→ EXERCISE DESCRIPTION: What you return should be the lines of the data containing "when", each in full.

(Collected data)
== Segment start ==

//! Export of the recent detections log as JSON

use anyhow::{Context, Result};
use log::info;
use std::path::{Path, PathBuf};

use super::records::DetectionRecord;
use super::types::EXPORT_FILE_NAME;
use super::world::SimWorld;

/// Pretty-print detections, newest first. An empty log yields `[]`.
pub fn detections_to_json(detections: &[DetectionRecord]) -> serde_json::Result<String> {
    serde_json::to_string_pretty(detections)
}

/// Write the world's recent detections to `dir/vehicle_detections_log.json`
pub fn export_detections(world: &SimWorld, dir: &Path) -> Result<PathBuf> {
    let detections = world.recent_detections.to_vec();
    let json = detections_to_json(&detections).context("Failed to serialize detections")?;

    std::fs::create_dir_all(dir)
        .with_context(|| format!("Failed to create export directory {}", dir.display()))?;
    let path = dir.join(EXPORT_FILE_NAME);
    std::fs::write(&path, json)
        .with_context(|| format!("Failed to write detections log to {}", path.display()))?;

    info!(
        "Exported {} detections to {}",
        detections.len(),
        path.display()
    );
    Ok(path)
}
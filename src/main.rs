use anyhow::{Context, Result};
use clap::Parser;
use log::info;
use std::path::PathBuf;
use std::time::{Duration, Instant};

use wrongway_sim::simulation::{export_detections, SimConfig, SimWorld};

#[derive(Parser)]
#[command(name = "wrongway_sim")]
#[command(about = "Wrong-way vehicle detection simulation with optional UI")]
struct Cli {
    /// Run with the Bevy game engine UI
    #[arg(long)]
    ui: bool,

    /// Number of simulation ticks to run in headless mode
    #[arg(long, default_value = "1800")]
    ticks: u32,

    /// Wall-clock pause after each headless tick, in milliseconds
    #[arg(long, default_value = "16")]
    frame_ms: u64,

    /// Print a summary and map every N ticks (0 disables)
    #[arg(long, default_value = "300")]
    summary_every: u32,

    /// Skip the ASCII camera feed in summaries
    #[arg(long)]
    no_map: bool,

    /// Seed for reproducible runs
    #[arg(long)]
    seed: Option<u64>,

    /// JSON file overriding simulation parameters
    #[arg(long)]
    config: Option<PathBuf>,

    /// Override the chance that a spawned vehicle drives the wrong way
    #[arg(long)]
    wrong_way_rate: Option<f64>,

    /// Override the live vehicle cap
    #[arg(long)]
    max_vehicles: Option<usize>,

    /// Directory to write vehicle_detections_log.json into when the run ends
    /// (the UI writes there when E is pressed)
    #[arg(long)]
    export: Option<PathBuf>,
}

impl Cli {
    fn sim_config(&self) -> Result<SimConfig> {
        let mut config = match &self.config {
            Some(path) => SimConfig::from_json_file(path)?,
            None => SimConfig::default(),
        };
        if let Some(rate) = self.wrong_way_rate {
            config.wrong_way_probability = rate;
        }
        if let Some(max) = self.max_vehicles {
            config.max_vehicles = max;
        }
        config.validate().context("Invalid simulation parameters")?;
        Ok(config)
    }
}

fn main() -> Result<()> {
    let cli = Cli::parse();
    let config = cli.sim_config()?;

    if cli.ui {
        #[cfg(feature = "ui")]
        {
            run_with_ui(config, cli.seed, cli.export.clone())
        }
        #[cfg(not(feature = "ui"))]
        {
            eprintln!("Error: UI feature is not enabled. Rebuild with --features ui");
            std::process::exit(1);
        }
    } else {
        env_logger::Builder::from_env(
            env_logger::Env::default().default_filter_or("warn,wrongway_sim=info"),
        )
        .init();
        run_headless(&cli, config)
    }
}

/// Run the simulation in headless mode (no graphics)
fn run_headless(cli: &Cli, config: SimConfig) -> Result<()> {
    println!("Running wrong-way detection simulation in headless mode...");
    println!("Ticks: {}, Frame pause: {}ms", cli.ticks, cli.frame_ms);
    println!();

    let mut world = SimWorld::with_config(config, cli.seed)?;
    let mut ctx = world.new_context(Instant::now());
    ctx.start(Instant::now());
    info!("=== SIMULATION STARTED ===");

    for tick in 1..=cli.ticks {
        world.tick(&mut ctx, Instant::now());

        if cli.summary_every > 0 && tick % cli.summary_every == 0 {
            println!("--- After tick {} ---", tick);
            world.print_summary();
            if !cli.no_map {
                world.draw_map();
            }
            println!();
        }

        if cli.frame_ms > 0 {
            std::thread::sleep(Duration::from_millis(cli.frame_ms));
        }
    }
    ctx.stop();

    println!("=== Final State ===");
    world.print_summary();

    let stats = &world.stats;
    info!("=== SIMULATION COMPLETE ===");
    info!("Ticks processed: {}", ctx.total_ticks());
    info!("Total vehicles: {}", stats.total_vehicles);
    info!("Wrong-way vehicles: {}", stats.wrong_way_vehicles);
    info!("Plates recognized: {}", stats.plates_recognized);
    info!("Live vehicles: {}", world.vehicles.len());
    info!("Alerts in log: {}", world.alerts.len());
    info!("Detections in log: {}", world.recent_detections.len());
    info!("Last FPS: {}", stats.fps);
    info!("Wrong-way rate: {:.1}%", stats.wrong_way_rate());
    info!("Plate read rate: {:.1}%", stats.plate_read_rate());

    if let Some(dir) = &cli.export {
        let path = export_detections(&world, dir)?;
        println!("Detections written to {}", path.display());
    }

    Ok(())
}

#[cfg(feature = "ui")]
fn run_with_ui(config: SimConfig, seed: Option<u64>, export_dir: Option<PathBuf>) -> Result<()> {
    use bevy::log::LogPlugin;
    use bevy::prelude::*;
    use wrongway_sim::ui;

    let world = SimWorld::with_config(config, seed)?;

    println!("Starting Wrong-Way Detection UI...");
    println!();
    println!("Controls:");
    println!("  Space  - Start / pause");
    println!("  R      - Reset");
    println!("  E      - Export detection log");
    println!("  ESC    - Exit");
    println!();

    App::new()
        .add_plugins(
            DefaultPlugins
                .set(LogPlugin {
                    filter: "warn,wrongway_sim=debug".to_string(),
                    level: bevy::log::Level::DEBUG,
                    ..default()
                })
                .set(WindowPlugin {
                    primary_window: Some(Window {
                        title: "Smart Wrong-Way Vehicle Detection System".into(),
                        resolution: (ui::WINDOW_WIDTH, ui::WINDOW_HEIGHT).into(),
                        ..default()
                    }),
                    ..default()
                }),
        )
        .add_plugins(ui::WrongWayUIPlugin {
            world,
            export_dir: export_dir.unwrap_or_else(|| PathBuf::from(".")),
        })
        .run();

    Ok(())
}
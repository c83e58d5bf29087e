//! Systems for syncing Bevy entities with simulation state

use bevy::prelude::*;
use std::collections::HashSet;
use std::time::Instant;

use super::canvas::{to_color, GizmoCanvas};
use super::components::{
    canvas_to_world, EntityMappings, LoopResource, SimWorldResource, VehicleLink,
};
use crate::simulation::render::{draw_background, draw_vehicle_overlay, palette};
use crate::simulation::{SimVehicle, VehicleId};

const VEHICLE_Z: f32 = 1.0;

/// System to run one simulation tick per frame
pub fn tick_simulation(
    mut sim_world: ResMut<SimWorldResource>,
    mut loop_ctx: ResMut<LoopResource>,
) {
    sim_world.0.tick(&mut loop_ctx.0, Instant::now());
}

/// System to draw road markings, trails, bounding boxes and heading arrows
pub fn draw_overlays(sim_world: Res<SimWorldResource>, mut gizmos: Gizmos) {
    let world = &sim_world.0;
    let mut canvas = GizmoCanvas::new(
        &mut gizmos,
        world.config.canvas_width,
        world.config.canvas_height,
    );

    draw_background(&mut canvas);
    for vehicle in &world.vehicles {
        draw_vehicle_overlay(&mut canvas, vehicle);
    }
}

/// System to sync vehicle sprites from simulation state
pub fn sync_vehicles(
    mut commands: Commands,
    sim_world: Res<SimWorldResource>,
    mut mappings: ResMut<EntityMappings>,
    mut vehicle_query: Query<(Entity, &VehicleLink, &mut Transform)>,
) {
    let world = &sim_world.0;

    // Update existing vehicles and track which ones still exist
    let mut existing: HashSet<VehicleId> = HashSet::new();

    for (entity, link, mut transform) in vehicle_query.iter_mut() {
        if let Some(vehicle) = world.vehicle(link.0) {
            existing.insert(link.0);
            transform.translation = canvas_to_world(vehicle.center()).extend(VEHICLE_Z);
        } else {
            // Vehicle left the feed or the world was reset
            commands.entity(entity).despawn();
            mappings.vehicles.remove(&link.0);
        }
    }

    for vehicle in &world.vehicles {
        if !existing.contains(&vehicle.id) {
            let entity = spawn_vehicle_visual(&mut commands, vehicle);
            mappings.vehicles.insert(vehicle.id, entity);
        }
    }
}

/// Spawn the body sprite with its windows, plate and status banner.
/// Child offsets are relative to the body centre.
fn spawn_vehicle_visual(commands: &mut Commands, vehicle: &SimVehicle) -> Entity {
    let (body, banner) = if vehicle.is_wrong_way {
        (palette::WRONG_WAY_BODY, palette::WRONG_WAY_BODY)
    } else {
        (palette::NORMAL_BODY, palette::NORMAL_BOX)
    };
    let window = to_color(palette::WINDOW);
    let label = to_color(palette::LABEL_TEXT);

    commands
        .spawn((
            VehicleLink(vehicle.id),
            Sprite::from_color(to_color(body), Vec2::new(vehicle.width, vehicle.height)),
            Transform::from_translation(canvas_to_world(vehicle.center()).extend(VEHICLE_Z)),
        ))
        .with_children(|parent| {
            parent.spawn((
                Sprite::from_color(window, Vec2::new(30.0, 15.0)),
                Transform::from_xyz(0.0, 12.5, 0.1),
            ));
            parent.spawn((
                Sprite::from_color(window, Vec2::new(30.0, 15.0)),
                Transform::from_xyz(0.0, -12.5, 0.1),
            ));

            if vehicle.plate_recognized {
                parent.spawn((
                    Sprite::from_color(to_color(palette::PLATE), Vec2::new(30.0, 8.0)),
                    Transform::from_xyz(0.0, -22.0, 0.1),
                ));
                parent.spawn((
                    Text2d::new(vehicle.license_plate.clone()),
                    TextFont {
                        font_size: 6.0,
                        ..default()
                    },
                    TextColor(to_color(palette::PLATE_TEXT)),
                    Transform::from_xyz(0.0, -22.0, 0.2),
                ));
            }

            parent.spawn((
                Sprite::from_color(to_color(banner), Vec2::new(150.0, 40.0)),
                Transform::from_xyz(50.0, 60.0, 0.1),
            ));
            for (text, size, y) in [
                (vehicle.banner_label(), 11.0, 69.0),
                (vehicle.identity_label(), 10.0, 56.0),
                (vehicle.plate_confidence_label(), 10.0, 45.0),
            ] {
                parent.spawn((
                    Text2d::new(text),
                    TextFont {
                        font_size: size,
                        ..default()
                    },
                    TextColor(label),
                    Transform::from_xyz(50.0, y, 0.2),
                ));
            }
        })
        .id()
}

== Segment end ==

→ ANSWER:
    /// Directory to write vehicle_detections_log.json into when the run ends
    /// (the UI writes there when E is pressed)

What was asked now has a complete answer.